It's a bit harder than you'd think
The internet is fuming over this week’s Republican-led vote in Congress to repeal internet privacy protections carried over from the Obama administration’s final days. Angered internet users are rallying behind Max Temkin, creator of the “Cards Against Humanity” card game, who retaliated on Twitter by threatening to buy and publish the web browsing history of members of Congress.
Before the vote Tuesday, which would allow internet service providers to sell customer data without obtaining consent, Temkin announced his plans on Twitter.
For better or worse, the pledge rocketed to the top of Reddit. “The amount of attention this is getting is honestly starting to scare me,” he wrote on Reddit.
Temkin points out because the bill hasn’t even been signed in to law by the president yet, people interested in privacy issues should instead donate to the non-profit Electronic Frontier Foundation. His company is matching up to $10,000 in donations today.
People are already mad at me that we haven't released the data. As a reminder, this bill hasn't been signed yet and there is no data to buy. https://t.co/VYMJsu7d2U— Max Temkin (@MaxTemkin) March 29, 2017
Twitter and Reddit users have pointed out it probably won’t be as simple as handing over a list of names of lawmakers and getting their browsing histories back in return. Temkin, acknowledging this, noted in a Reddit post that “this may take a long time.” He writes Freedom of Information requests may be needed to fill in missing information; the data handed over may be for an entire ZIP code and not for an individual; and a lot of statistical work may have to go into linking the browsing data with specific congressmen.

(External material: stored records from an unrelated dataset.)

//! Host environment probing
//!
//! Detects the OS family and core counts that feed backend and job-count
//! selection, plus informational strings (processor, GPUs, tool versions)
//! shown by `x --verbose`. Nothing in here can fail the command: every
//! sub-probe degrades to [`Probed::Unknown`].

pub mod types;

pub use types::{HostInfo, OsFamily, Probed};

use std::process::Command;

/// Probe the current host.
///
/// `compilers` lists the toolchain binaries whose `--version` should be shown.
pub fn detect_host(compilers: &[String]) -> HostInfo {
    let os = OsFamily::current();
    HostInfo {
        os,
        arch: std::env::consts::ARCH,
        logical_cores: logical_cores(),
        physical_cores: physical_cores(),
        processor: processor_name(os),
        gpus: gpu_list(os),
        cmake_version: tool_version("cmake"),
        compiler_versions: compilers
            .iter()
            .map(|c| (c.clone(), tool_version(c)))
            .collect(),
    }
}

pub fn logical_cores() -> Probed<usize> {
    std::thread::available_parallelism()
        .map(|n| n.get())
        .ok()
        .into()
}

pub fn physical_cores() -> Probed<usize> {
    match num_cpus::get_physical() {
        0 => Probed::Unknown,
        n => Probed::Known(n),
    }
}

/// Run a read-only helper and return its stdout if it exited cleanly
fn capture(program: &str, args: &[&str]) -> Option<String> {
    let output = Command::new(program).args(args).output().ok()?;
    if !output.status.success() {
        return None;
    }
    Some(String::from_utf8_lossy(&output.stdout).into_owned())
}

fn processor_name(os: OsFamily) -> Probed<String> {
    let name = match os {
        OsFamily::Linux => std::fs::read_to_string("/proc/cpuinfo")
            .ok()
            .and_then(|s| parse_cpuinfo_model(&s)),
        OsFamily::MacOS => capture("sysctl", &["-n", "machdep.cpu.brand_string"])
            .map(|s| s.trim().to_string())
            .filter(|s| !s.is_empty()),
        OsFamily::Bsd => capture("sysctl", &["-n", "hw.model"])
            .map(|s| s.trim().to_string())
            .filter(|s| !s.is_empty()),
        OsFamily::Windows => std::env::var("PROCESSOR_IDENTIFIER").ok(),
        OsFamily::Other => None,
    };
    name.into()
}

fn gpu_list(os: OsFamily) -> Probed<Vec<String>> {
    let gpus = match os {
        OsFamily::Linux | OsFamily::Bsd => {
            capture("lspci", &[]).map(|s| parse_lspci_gpus(&s))
        }
        OsFamily::MacOS => capture("system_profiler", &["SPDisplaysDataType"])
            .map(|s| parse_system_profiler_gpus(&s)),
        OsFamily::Windows => capture("wmic", &["path", "win32_VideoController", "get", "name"])
            .map(|s| parse_wmic_gpus(&s)),
        OsFamily::Other => None,
    };
    gpus.filter(|g| !g.is_empty()).into()
}

/// `<tool> --version`, reduced to the first dotted version number
pub fn tool_version(tool: &str) -> Probed<String> {
    capture(tool, &["--version"])
        .and_then(|s| parse_version(&s))
        .into()
}

pub fn parse_version(output: &str) -> Option<String> {
    let re = regex::Regex::new(r"(\d+\.\d+(?:\.\d+)?(?:[-+.][0-9A-Za-z]+)?)").ok()?;
    re.captures(output)
        .and_then(|c| c.get(1))
        .map(|m| m.as_str().to_string())
}

pub fn parse_cpuinfo_model(cpuinfo: &str) -> Option<String> {
    cpuinfo
        .lines()
        .find(|l| l.starts_with("model name"))
        .and_then(|l| l.split_once(':'))
        .map(|(_, v)| v.trim().to_string())
}

pub fn parse_lspci_gpus(lspci: &str) -> Vec<String> {
    lspci
        .lines()
        .filter(|l| l.contains("VGA compatible controller") || l.contains("3D controller"))
        .filter_map(|l| l.splitn(3, ':').nth(2))
        .map(|s| s.trim().to_string())
        .collect()
}

pub fn parse_system_profiler_gpus(report: &str) -> Vec<String> {
    report
        .lines()
        .filter_map(|l| l.trim().strip_prefix("Chipset Model:"))
        .map(|s| s.trim().to_string())
        .collect()
}

pub fn parse_wmic_gpus(report: &str) -> Vec<String> {
    report
        .lines()
        .map(str::trim)
        .filter(|l| !l.is_empty() && *l != "Name")
        .map(str::to_string)
        .collect()
}
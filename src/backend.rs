//! Build backend and job-count selection.
//!
//! The backend for a build step is picked from [`BACKEND_TABLE`], a list of
//! rows evaluated top to bottom. The first row whose predicate matches the
//! host (OS family, tools on the path, files a previous configure left in the
//! build directory) renders the invocation. When nothing matches, the build
//! goes through `cmake --build`, which drives whichever generator configured
//! the tree.

use crate::config::BuildConfiguration;
use crate::paths::find_with_extension;
use crate::probe::{OsFamily, Probed};
use crate::tools::ToolAvailability;
use std::fmt;
use std::path::{Path, PathBuf};

/// A concrete external command for one step. Built fresh for every step.
#[derive(Debug, Clone, PartialEq, Eq)]
pub struct BackendInvocation {
    pub program: String,
    pub args: Vec<String>,
    /// Extra environment for the child, on top of the inherited one
    pub env: Vec<(String, String)>,
}

impl BackendInvocation {
    pub fn new(program: impl Into<String>) -> Self {
        Self {
            program: program.into(),
            args: Vec::new(),
            env: Vec::new(),
        }
    }

    pub fn arg(mut self, arg: impl Into<String>) -> Self {
        self.args.push(arg.into());
        self
    }

    pub fn args<I, S>(mut self, args: I) -> Self
    where
        I: IntoIterator<Item = S>,
        S: Into<String>,
    {
        self.args.extend(args.into_iter().map(Into::into));
        self
    }

    pub fn env(mut self, key: impl Into<String>, value: impl Into<String>) -> Self {
        self.env.push((key.into(), value.into()));
        self
    }

    /// Shell-like rendering used for the `+ ...` audit line
    pub fn command_line(&self) -> String {
        let mut parts: Vec<String> = self
            .env
            .iter()
            .map(|(k, v)| format!("{}={}", k, quote(v)))
            .collect();
        parts.push(quote(&self.program));
        parts.extend(self.args.iter().map(|a| quote(a)));
        parts.join(" ")
    }
}

impl fmt::Display for BackendInvocation {
    fn fmt(&self, f: &mut fmt::Formatter<'_>) -> fmt::Result {
        f.write_str(&self.command_line())
    }
}

fn quote(s: &str) -> String {
    if s.is_empty() || s.chars().any(|c| c.is_whitespace() || c == '"') {
        format!("\"{}\"", s.replace('"', "\\\""))
    } else {
        s.to_string()
    }
}

pub(crate) fn path_arg(path: &Path) -> String {
    path.to_string_lossy().into_owned()
}

/// Job count: explicit override, else logical cores, else physical cores, else 1.
pub fn resolve_jobs(explicit: Option<usize>, logical: Probed<usize>, physical: Probed<usize>) -> usize {
    explicit
        .filter(|&n| n > 0)
        .or(logical.known().copied().filter(|&n| n > 0))
        .or(physical.known().copied().filter(|&n| n > 0))
        .unwrap_or(1)
}

/// What the selector looks at
pub struct SelectionInput<'a> {
    pub os: OsFamily,
    pub tools: &'a ToolAvailability,
    pub config: &'a BuildConfiguration,
}

/// A row matched: which tool to run and the build artifact it operates on
pub struct RowMatch {
    pub tool: &'static str,
    pub artifact: PathBuf,
}

pub struct BackendRow {
    pub name: &'static str,
    pub predicate: fn(&SelectionInput<'_>) -> Option<RowMatch>,
    pub template: fn(&SelectionInput<'_>, &RowMatch) -> BackendInvocation,
}

pub const BACKEND_TABLE: &[BackendRow] = &[
    BackendRow {
        name: "ninja",
        predicate: ninja_matches,
        template: ninja_template,
    },
    BackendRow {
        name: "msbuild",
        predicate: msbuild_matches,
        template: msbuild_template,
    },
    BackendRow {
        name: "xcodebuild",
        predicate: xcodebuild_matches,
        template: xcodebuild_template,
    },
    BackendRow {
        name: "make",
        predicate: make_matches,
        template: make_template,
    },
];

pub const GENERIC_BACKEND: &str = "cmake";

/// Why the selector ended up where it did
#[derive(Debug, Clone, Copy, PartialEq, Eq)]
pub enum SelectionReason {
    /// A table row matched
    Detected,
    /// `--generator` was given, so on-disk markers are ignored
    GeneratorOverride,
    /// No row matched on a known OS
    NoNativeBackend,
    /// OS family not recognised
    UnsupportedPlatform,
}

#[derive(Debug, Clone, PartialEq, Eq)]
pub struct Selection {
    pub backend: &'static str,
    pub reason: SelectionReason,
    pub invocation: BackendInvocation,
}

/// Pick the backend invocation for a build step
pub fn select_backend(input: &SelectionInput<'_>) -> Selection {
    if input.os == OsFamily::Other {
        return generic(input, SelectionReason::UnsupportedPlatform);
    }
    if input.config.generator.is_some() {
        return generic(input, SelectionReason::GeneratorOverride);
    }

    for row in BACKEND_TABLE {
        if let Some(m) = (row.predicate)(input) {
            return Selection {
                backend: row.name,
                reason: SelectionReason::Detected,
                invocation: (row.template)(input, &m),
            };
        }
    }

    generic(input, SelectionReason::NoNativeBackend)
}

fn generic(input: &SelectionInput<'_>, reason: SelectionReason) -> Selection {
    Selection {
        backend: GENERIC_BACKEND,
        reason,
        invocation: generic_build(input.config),
    }
}

/// `cmake --build` with CMake's own parallelism flag
pub fn generic_build(config: &BuildConfiguration) -> BackendInvocation {
    let mut inv = BackendInvocation::new("cmake")
        .arg("--build")
        .arg(path_arg(&config.build_dir))
        .arg("--parallel")
        .arg(config.jobs.to_string());
    if let Some(target) = &config.target {
        inv = inv.arg("--target").arg(target);
    }
    inv.arg("--config").arg(config.build_type.as_str())
}

// --- rows ---

fn ninja_matches(input: &SelectionInput<'_>) -> Option<RowMatch> {
    let manifest = input.config.build_dir.join("build.ninja");
    (input.tools.has("ninja") && manifest.is_file()).then(|| RowMatch {
        tool: "ninja",
        artifact: input.config.build_dir.clone(),
    })
}

fn ninja_template(input: &SelectionInput<'_>, m: &RowMatch) -> BackendInvocation {
    BackendInvocation::new(m.tool)
        .arg("-C")
        .arg(path_arg(&m.artifact))
        .arg("-j")
        .arg(input.config.jobs.to_string())
        .args(input.config.target.clone())
}

fn msbuild_matches(input: &SelectionInput<'_>) -> Option<RowMatch> {
    if input.os != OsFamily::Windows || !input.tools.has("msbuild") {
        return None;
    }
    find_with_extension(&input.config.build_dir, "sln").map(|sln| RowMatch {
        tool: "msbuild",
        artifact: sln,
    })
}

fn msbuild_template(input: &SelectionInput<'_>, m: &RowMatch) -> BackendInvocation {
    let inv = BackendInvocation::new(m.tool)
        .arg(path_arg(&m.artifact))
        .arg(format!("/m:{}", input.config.jobs))
        .arg(format!("/p:Configuration={}", input.config.build_type));
    match &input.config.target {
        Some(target) => inv.arg(format!("/t:{}", target)),
        None => inv,
    }
}

fn xcodebuild_matches(input: &SelectionInput<'_>) -> Option<RowMatch> {
    if input.os != OsFamily::MacOS || !input.tools.has("xcodebuild") {
        return None;
    }
    find_with_extension(&input.config.build_dir, "xcodeproj").map(|proj| RowMatch {
        tool: "xcodebuild",
        artifact: proj,
    })
}

fn xcodebuild_template(input: &SelectionInput<'_>, m: &RowMatch) -> BackendInvocation {
    let inv = BackendInvocation::new(m.tool)
        .arg("-project")
        .arg(path_arg(&m.artifact))
        .arg("-configuration")
        .arg(input.config.build_type.as_str())
        .arg("-jobs")
        .arg(input.config.jobs.to_string());
    match &input.config.target {
        Some(target) => inv.arg("-target").arg(target),
        None => inv,
    }
}

fn make_matches(input: &SelectionInput<'_>) -> Option<RowMatch> {
    let candidates: &[&'static str] = match input.os {
        OsFamily::Bsd => &["gmake", "make"],
        OsFamily::Linux | OsFamily::MacOS => &["make"],
        OsFamily::Windows | OsFamily::Other => return None,
    };
    if !input.config.build_dir.join("Makefile").is_file() {
        return None;
    }
    candidates
        .iter()
        .copied()
        .find(|tool| input.tools.has(tool))
        .map(|tool| RowMatch {
            tool,
            artifact: input.config.build_dir.clone(),
        })
}

fn make_template(input: &SelectionInput<'_>, m: &RowMatch) -> BackendInvocation {
    BackendInvocation::new(m.tool)
        .arg("-C")
        .arg(path_arg(&m.artifact))
        .arg("-j")
        .arg(input.config.jobs.to_string())
        .args(input.config.target.clone())
}
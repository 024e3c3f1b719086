//! Errors that decide how `x` exits.

use std::path::PathBuf;

/// Fatal orchestration errors.
///
/// These travel inside `anyhow::Error`; `main` downcasts to pick the exit code.
#[derive(Debug)]
pub enum Error {
    /// A required tool is not on the search path
    MissingTool { tool: String },
    /// A spawned process exited non-zero
    ProcessFailure { program: String, code: i32 },
    /// `run` was asked for a binary that has not been built
    BinaryNotFound { name: String, path: PathBuf },
    /// Argument values that cannot be combined or used
    InvalidArgument(String),
}

impl Error {
    /// Process exit code for this error. Child failures pass their code through.
    pub fn exit_code(&self) -> i32 {
        match self {
            Error::ProcessFailure { code, .. } => *code,
            Error::MissingTool { .. } | Error::BinaryNotFound { .. } | Error::InvalidArgument(_) => 1,
        }
    }
}

impl std::fmt::Display for Error {
    fn fmt(&self, f: &mut std::fmt::Formatter<'_>) -> std::fmt::Result {
        match self {
            Error::MissingTool { tool } => write!(
                f,
                "Required tool `{}` was not found in PATH. Install it first and retry.",
                tool
            ),
            Error::ProcessFailure { program, code } => {
                write!(f, "`{}` failed with exit code {}", program, code)
            }
            Error::BinaryNotFound { name, path } => write!(
                f,
                "Cannot find {} at {}. Run `x build` first.",
                name,
                path.display()
            ),
            Error::InvalidArgument(msg) => write!(f, "Invalid argument: {}", msg),
        }
    }
}

impl std::error::Error for Error {}

/// Exit code for any error that reached `main`.
pub fn exit_code_of(err: &anyhow::Error) -> i32 {
    err.downcast_ref::<Error>().map_or(1, Error::exit_code)
}
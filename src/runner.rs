//! Child process execution.
//!
//! One process at a time, inherited stdio, blocking wait. Every command line
//! is echoed before it runs.

use crate::backend::BackendInvocation;
use anyhow::{Context, Result};
use colored::*;
use std::path::Path;
use std::process::{Command, ExitStatus};
use std::time::{Duration, Instant};

#[derive(Debug, Clone, Copy, PartialEq, Eq)]
pub struct ProcessOutcome {
    pub exit_code: i32,
    pub elapsed: Duration,
}

impl ProcessOutcome {
    pub fn success(&self) -> bool {
        self.exit_code == 0
    }
}

pub trait ProcessRunner {
    /// Run `invocation` in `cwd` and wait for it.
    ///
    /// `Err` means the process could not be started at all; a process that
    /// ran and failed is an `Ok` outcome with a non-zero code.
    fn run(&mut self, invocation: &BackendInvocation, cwd: &Path) -> Result<ProcessOutcome>;
}

/// Spawns real processes
#[derive(Debug, Default)]
pub struct SystemRunner {
    pub verbose: bool,
}

impl ProcessRunner for SystemRunner {
    fn run(&mut self, invocation: &BackendInvocation, cwd: &Path) -> Result<ProcessOutcome> {
        println!("{} {}", "+".dimmed(), invocation.command_line());

        let start = Instant::now();
        let status = Command::new(&invocation.program)
            .args(&invocation.args)
            .envs(invocation.env.iter().map(|(k, v)| (k, v)))
            .current_dir(cwd)
            .status()
            .with_context(|| format!("Failed to execute `{}`", invocation.program))?;
        let elapsed = start.elapsed();

        let exit_code = exit_code(status);
        if self.verbose {
            println!(
                "   {} `{}` exited with {} after {:.2?}",
                "⏱".dimmed(),
                invocation.program,
                exit_code,
                elapsed
            );
        }
        Ok(ProcessOutcome { exit_code, elapsed })
    }
}

/// Exit code of a finished child; a signal death on Unix maps to 128 + signal
fn exit_code(status: ExitStatus) -> i32 {
    if let Some(code) = status.code() {
        return code;
    }
    #[cfg(unix)]
    {
        use std::os::unix::process::ExitStatusExt;
        if let Some(signal) = status.signal() {
            return 128 + signal;
        }
    }
    1
}

#[cfg(test)]
mod tests {
    use super::*;

    fn shell(script: &str) -> BackendInvocation {
        if cfg!(windows) {
            BackendInvocation::new("cmd").args(["/C", script])
        } else {
            BackendInvocation::new("sh").args(["-c", script])
        }
    }

    #[test]
    fn test_zero_exit_is_success() {
        let mut runner = SystemRunner::default();
        let outcome = runner
            .run(&shell("exit 0"), &std::env::temp_dir())
            .unwrap();
        assert!(outcome.success());
    }

    #[test]
    fn test_exit_code_is_reported() {
        let mut runner = SystemRunner::default();
        let outcome = runner
            .run(&shell("exit 3"), &std::env::temp_dir())
            .unwrap();
        assert_eq!(outcome.exit_code, 3);
        assert!(!outcome.success());
    }

    #[cfg(unix)]
    #[test]
    fn test_env_and_cwd_reach_the_child() {
        let dir = tempfile::tempdir().unwrap();
        let inv = shell("test \"$DESTDIR\" = staged && test -f marker")
            .env("DESTDIR", "staged");
        std::fs::write(dir.path().join("marker"), "").unwrap();
        let mut runner = SystemRunner::default();
        let outcome = runner.run(&inv, dir.path()).unwrap();
        assert_eq!(outcome.exit_code, 0);
    }

    #[test]
    fn test_missing_program_is_an_error() {
        let mut runner = SystemRunner::default();
        let res = runner.run(
            &BackendInvocation::new("definitely-not-a-real-tool-rex-build"),
            &std::env::temp_dir(),
        );
        assert!(res.is_err());
    }
}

This raises an ironic point. The difficulties Temkin describes in linking browsing history to individuals confound his own argument. If members of Congress wouldn’t be easily identifiable under the new rules, neither would individuals. As long as ISPs anonymize and group customer data together based on broad categories like ZIP codes, picking out individuals from those data sets will require a lot of work.